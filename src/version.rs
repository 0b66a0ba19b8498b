//! Version counters used to give each run unique resource names.

use std::fs::OpenOptions;
use std::path::{Path, PathBuf};
use std::sync::atomic::{AtomicU64, Ordering};

use fs2::FileExt;
use tracing::{debug, warn};

use crate::error::{Result, WoError};

/// Source of monotonically increasing version numbers.
pub trait VersionSource: Send + Sync {
    /// Advance the counter and return the new value.
    fn next(&self) -> Result<u64>;

    /// Current value without advancing.
    fn current(&self) -> Result<u64>;
}

/// Counter persisted as a single integer in a text file.
///
/// The read-increment-write cycle runs under an exclusive lock on a sidecar
/// `<file>.lock`, so concurrent processes sharing a file do not hand out the
/// same number.
#[derive(Debug, Clone)]
pub struct FileVersionSource {
    path: PathBuf,
}

impl FileVersionSource {
    pub fn new(path: impl Into<PathBuf>) -> Self {
        Self { path: path.into() }
    }

    #[must_use]
    pub fn path(&self) -> &Path {
        &self.path
    }

    fn lock_path(&self) -> PathBuf {
        let mut name = self.path.as_os_str().to_owned();
        name.push(".lock");
        PathBuf::from(name)
    }

    fn read_value(&self) -> Result<u64> {
        let raw = match std::fs::read_to_string(&self.path) {
            Ok(raw) => raw,
            Err(err) if err.kind() == std::io::ErrorKind::NotFound => return Ok(0),
            Err(err) => return Err(err.into()),
        };
        match raw.trim().parse::<u64>() {
            Ok(value) => Ok(value),
            Err(err) => {
                warn!(path = %self.path.display(), error = %err, "unparseable version file, starting from 0");
                Ok(0)
            }
        }
    }
}

impl VersionSource for FileVersionSource {
    fn next(&self) -> Result<u64> {
        if let Some(parent) = self.path.parent().filter(|p| !p.as_os_str().is_empty()) {
            std::fs::create_dir_all(parent)?;
        }
        let lock = OpenOptions::new()
            .create(true)
            .truncate(false)
            .write(true)
            .open(self.lock_path())?;
        lock.lock_exclusive()?;

        let result = self.read_value().and_then(|current| {
            let next = current
                .checked_add(1)
                .ok_or_else(|| WoError::Invariant("version counter overflow".to_string()))?;
            std::fs::write(&self.path, next.to_string())?;
            Ok(next)
        });

        FileExt::unlock(&lock)?;
        let next = result?;
        debug!(path = %self.path.display(), version = next, "advanced version counter");
        Ok(next)
    }

    fn current(&self) -> Result<u64> {
        self.read_value()
    }
}

/// In-process counter.
#[derive(Debug, Default)]
pub struct MemoryVersionSource {
    value: AtomicU64,
}

impl MemoryVersionSource {
    #[must_use]
    pub const fn starting_at(value: u64) -> Self {
        Self {
            value: AtomicU64::new(value),
        }
    }
}

impl VersionSource for MemoryVersionSource {
    fn next(&self) -> Result<u64> {
        Ok(self.value.fetch_add(1, Ordering::SeqCst) + 1)
    }

    fn current(&self) -> Result<u64> {
        Ok(self.value.load(Ordering::SeqCst))
    }
}

/// `{prefix}-schema-v{n}`
#[must_use]
pub fn schema_name(prefix: &str, version: u64) -> String {
    format!("{prefix}-schema-v{version}")
}

/// Semantic version label `1.0.{n}` used for schema and template versions.
#[must_use]
pub fn version_label(version: u64) -> String {
    format!("1.0.{version}")
}

/// Reject anything that is not plain `major.minor.patch`.
pub fn validate_semver(label: &str) -> Result<semver::Version> {
    let parsed = semver::Version::parse(label.trim())
        .map_err(|err| WoError::Validation(format!("invalid version {label:?}: {err}")))?;
    if !parsed.pre.is_empty() || !parsed.build.is_empty() {
        return Err(WoError::Validation(format!(
            "invalid version {label:?}: expected major.minor.patch"
        )));
    }
    Ok(parsed)
}
//! Shared test utilities for wo.

pub mod fixtures;
pub mod logging;

use std::collections::HashMap;
use std::sync::Mutex;
use std::sync::atomic::{AtomicUsize, Ordering};
use std::time::Duration;

use crate::auth::{AccessToken, TokenCredential};
use crate::error::{Result, WoError};
use crate::retry::Sleeper;

/// Table-driven test case structure.
#[derive(Debug, Clone)]
pub struct TestCase<I, E> {
    pub name: &'static str,
    pub input: I,
    pub expected: E,
}

/// Run table-driven tests, stopping at the first mismatch.
pub fn run_table_tests<I, E, F>(cases: Vec<TestCase<I, E>>, test_fn: F) -> std::result::Result<(), String>
where
    I: std::fmt::Debug + Clone,
    E: std::fmt::Debug + PartialEq,
    F: Fn(I) -> E,
{
    for case in cases {
        let start = std::time::Instant::now();
        println!("[TEST] Running: {}", case.name);
        println!("[TEST] Input: {:?}", case.input);

        let actual = test_fn(case.input.clone());
        let elapsed = start.elapsed();

        if actual != case.expected {
            return Err(format!(
                "Test '{}' failed: expected {:?}, got {:?}",
                case.name, case.expected, actual
            ));
        }
        println!("[TEST] PASSED: {} ({:?})\n", case.name, elapsed);
    }
    Ok(())
}

/// Sleeper that records requested delays instead of blocking.
#[derive(Debug, Default)]
pub struct RecordingSleeper {
    delays: Mutex<Vec<Duration>>,
}

impl RecordingSleeper {
    #[must_use]
    pub fn delays(&self) -> Vec<Duration> {
        self.delays
            .lock()
            .map(|delays| delays.clone())
            .unwrap_or_default()
    }

    #[must_use]
    pub fn total(&self) -> Duration {
        self.delays().iter().sum()
    }
}

impl Sleeper for RecordingSleeper {
    fn sleep(&self, duration: Duration) {
        if let Ok(mut delays) = self.delays.lock() {
            delays.push(duration);
        }
    }
}

/// Credential returning a fixed token, or failing when built with [`StaticTokenCredential::failing`].
#[derive(Debug)]
pub struct StaticTokenCredential {
    token: Option<String>,
    calls: AtomicUsize,
    scopes: Mutex<HashMap<String, usize>>,
}

impl StaticTokenCredential {
    pub fn new(token: impl Into<String>) -> Self {
        Self {
            token: Some(token.into()),
            calls: AtomicUsize::new(0),
            scopes: Mutex::new(HashMap::new()),
        }
    }

    #[must_use]
    pub fn failing() -> Self {
        Self {
            token: None,
            calls: AtomicUsize::new(0),
            scopes: Mutex::new(HashMap::new()),
        }
    }

    #[must_use]
    pub fn calls(&self) -> usize {
        self.calls.load(Ordering::SeqCst)
    }

    #[must_use]
    pub fn calls_for(&self, scope: &str) -> usize {
        self.scopes
            .lock()
            .ok()
            .and_then(|scopes| scopes.get(scope).copied())
            .unwrap_or(0)
    }
}

impl TokenCredential for StaticTokenCredential {
    fn name(&self) -> &'static str {
        "static"
    }

    fn get_token(&self, scope: &str) -> Result<AccessToken> {
        self.calls.fetch_add(1, Ordering::SeqCst);
        if let Ok(mut scopes) = self.scopes.lock() {
            *scopes.entry(scope.to_string()).or_insert(0) += 1;
        }
        self.token
            .as_ref()
            .map(|token| AccessToken::new(token.clone(), None))
            .ok_or_else(|| WoError::Auth("static credential has no token".to_string()))
    }
}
______
Your goal: Write the listing out again, exactly as shown above.

Answer box:
filename src/version.rs
repository 0b66a0ba19b8498b
//! Version counters used to give each run unique resource names.

use std::fs::OpenOptions;
use std::path::{Path, PathBuf};
use std::sync::atomic::{AtomicU64, Ordering};

use fs2::FileExt;
use tracing::{debug, warn};

use crate::error::{Result, WoError};

/// Source of monotonically increasing version numbers.
pub trait VersionSource: Send + Sync {
    /// Advance the counter and return the new value.
    fn next(&self) -> Result<u64>;

    /// Current value without advancing.
    fn current(&self) -> Result<u64>;
}

/// Counter persisted as a single integer in a text file.
///
/// The read-increment-write cycle runs under an exclusive lock on a sidecar
/// `<file>.lock`, so concurrent processes sharing a file do not hand out the
/// same number.
#[derive(Debug, Clone)]
pub struct FileVersionSource {
    path: PathBuf,
}

impl FileVersionSource {
    pub fn new(path: impl Into<PathBuf>) -> Self {
        Self { path: path.into() }
    }

    #[must_use]
    pub fn path(&self) -> &Path {
        &self.path
    }

    fn lock_path(&self) -> PathBuf {
        let mut name = self.path.as_os_str().to_owned();
        name.push(".lock");
        PathBuf::from(name)
    }

    fn read_value(&self) -> Result<u64> {
        let raw = match std::fs::read_to_string(&self.path) {
            Ok(raw) => raw,
            Err(err) if err.kind() == std::io::ErrorKind::NotFound => return Ok(0),
            Err(err) => return Err(err.into()),
        };
        match raw.trim().parse::<u64>() {
            Ok(value) => Ok(value),
            Err(err) => {
                warn!(path = %self.path.display(), error = %err, "unparseable version file, starting from 0");
                Ok(0)
            }
        }
    }
}

impl VersionSource for FileVersionSource {
    fn next(&self) -> Result<u64> {
        if let Some(parent) = self.path.parent().filter(|p| !p.as_os_str().is_empty()) {
            std::fs::create_dir_all(parent)?;
        }
        let lock = OpenOptions::new()
            .create(true)
            .truncate(false)
            .write(true)
            .open(self.lock_path())?;
        lock.lock_exclusive()?;

        let result = self.read_value().and_then(|current| {
            let next = current
                .checked_add(1)
                .ok_or_else(|| WoError::Invariant("version counter overflow".to_string()))?;
            std::fs::write(&self.path, next.to_string())?;
            Ok(next)
        });

        FileExt::unlock(&lock)?;
        let next = result?;
        debug!(path = %self.path.display(), version = next, "advanced version counter");
        Ok(next)
    }

    fn current(&self) -> Result<u64> {
        self.read_value()
    }
}

/// In-process counter.
#[derive(Debug, Default)]
pub struct MemoryVersionSource {
    value: AtomicU64,
}

impl MemoryVersionSource {
    #[must_use]
    pub const fn starting_at(value: u64) -> Self {
        Self {
            value: AtomicU64::new(value),
        }
    }
}

impl VersionSource for MemoryVersionSource {
    fn next(&self) -> Result<u64> {
        Ok(self.value.fetch_add(1, Ordering::SeqCst) + 1)
    }

    fn current(&self) -> Result<u64> {
        Ok(self.value.load(Ordering::SeqCst))
    }
}

/// `{prefix}-schema-v{n}`
#[must_use]
pub fn schema_name(prefix: &str, version: u64) -> String {
    format!("{prefix}-schema-v{version}")
}

/// Semantic version label `1.0.{n}` used for schema and template versions.
#[must_use]
pub fn version_label(version: u64) -> String {
    format!("1.0.{version}")
}

/// Reject anything that is not plain `major.minor.patch`.
pub fn validate_semver(label: &str) -> Result<semver::Version> {
    let parsed = semver::Version::parse(label.trim())
        .map_err(|err| WoError::Validation(format!("invalid version {label:?}: {err}")))?;
    if !parsed.pre.is_empty() || !parsed.build.is_empty() {
        return Err(WoError::Validation(format!(
            "invalid version {label:?}: expected major.minor.patch"
        )));
    }
    Ok(parsed)
}
//! Shared test utilities for wo.

pub mod fixtures;
pub mod logging;

use std::collections::HashMap;
use std::sync::Mutex;
use std::sync::atomic::{AtomicUsize, Ordering};
use std::time::Duration;

use crate::auth::{AccessToken, TokenCredential};
use crate::error::{Result, WoError};
use crate::retry::Sleeper;

/// Table-driven test case structure.
#[derive(Debug, Clone)]
pub struct TestCase<I, E> {
    pub name: &'static str,
    pub input: I,
    pub expected: E,
}

/// Run table-driven tests, stopping at the first mismatch.
pub fn run_table_tests<I, E, F>(cases: Vec<TestCase<I, E>>, test_fn: F) -> std::result::Result<(), String>
where
    I: std::fmt::Debug + Clone,
    E: std::fmt::Debug + PartialEq,
    F: Fn(I) -> E,
{
    for case in cases {
        let start = std::time::Instant::now();
        println!("[TEST] Running: {}", case.name);
        println!("[TEST] Input: {:?}", case.input);

        let actual = test_fn(case.input.clone());
        let elapsed = start.elapsed();

        if actual != case.expected {
            return Err(format!(
                "Test '{}' failed: expected {:?}, got {:?}",
                case.name, case.expected, actual
            ));
        }
        println!("[TEST] PASSED: {} ({:?})\n", case.name, elapsed);
    }
    Ok(())
}

/// Sleeper that records requested delays instead of blocking.
#[derive(Debug, Default)]
pub struct RecordingSleeper {
    delays: Mutex<Vec<Duration>>,
}

impl RecordingSleeper {
    #[must_use]
    pub fn delays(&self) -> Vec<Duration> {
        self.delays
            .lock()
            .map(|delays| delays.clone())
            .unwrap_or_default()
    }

    #[must_use]
    pub fn total(&self) -> Duration {
        self.delays().iter().sum()
    }
}

impl Sleeper for RecordingSleeper {
    fn sleep(&self, duration: Duration) {
        if let Ok(mut delays) = self.delays.lock() {
            delays.push(duration);
        }
    }
}

/// Credential returning a fixed token, or failing when built with [`StaticTokenCredential::failing`].
#[derive(Debug)]
pub struct StaticTokenCredential {
    token: Option<String>,
    calls: AtomicUsize,
    scopes: Mutex<HashMap<String, usize>>,
}

impl StaticTokenCredential {
    pub fn new(token: impl Into<String>) -> Self {
        Self {
            token: Some(token.into()),
            calls: AtomicUsize::new(0),
            scopes: Mutex::new(HashMap::new()),
        }
    }

    #[must_use]
    pub fn failing() -> Self {
        Self {
            token: None,
            calls: AtomicUsize::new(0),
            scopes: Mutex::new(HashMap::new()),
        }
    }

    #[must_use]
    pub fn calls(&self) -> usize {
        self.calls.load(Ordering::SeqCst)
    }

    #[must_use]
    pub fn calls_for(&self, scope: &str) -> usize {
        self.scopes
            .lock()
            .ok()
            .and_then(|scopes| scopes.get(scope).copied())
            .unwrap_or(0)
    }
}

impl TokenCredential for StaticTokenCredential {
    fn name(&self) -> &'static str {
        "static"
    }

    fn get_token(&self, scope: &str) -> Result<AccessToken> {
        self.calls.fetch_add(1, Ordering::SeqCst);
        if let Ok(mut scopes) = self.scopes.lock() {
            *scopes.entry(scope.to_string()).or_insert(0) += 1;
        }
        self.token
            .as_ref()
            .map(|token| AccessToken::new(token.clone(), None))
            .ok_or_else(|| WoError::Auth("static credential has no token".to_string()))
    }
}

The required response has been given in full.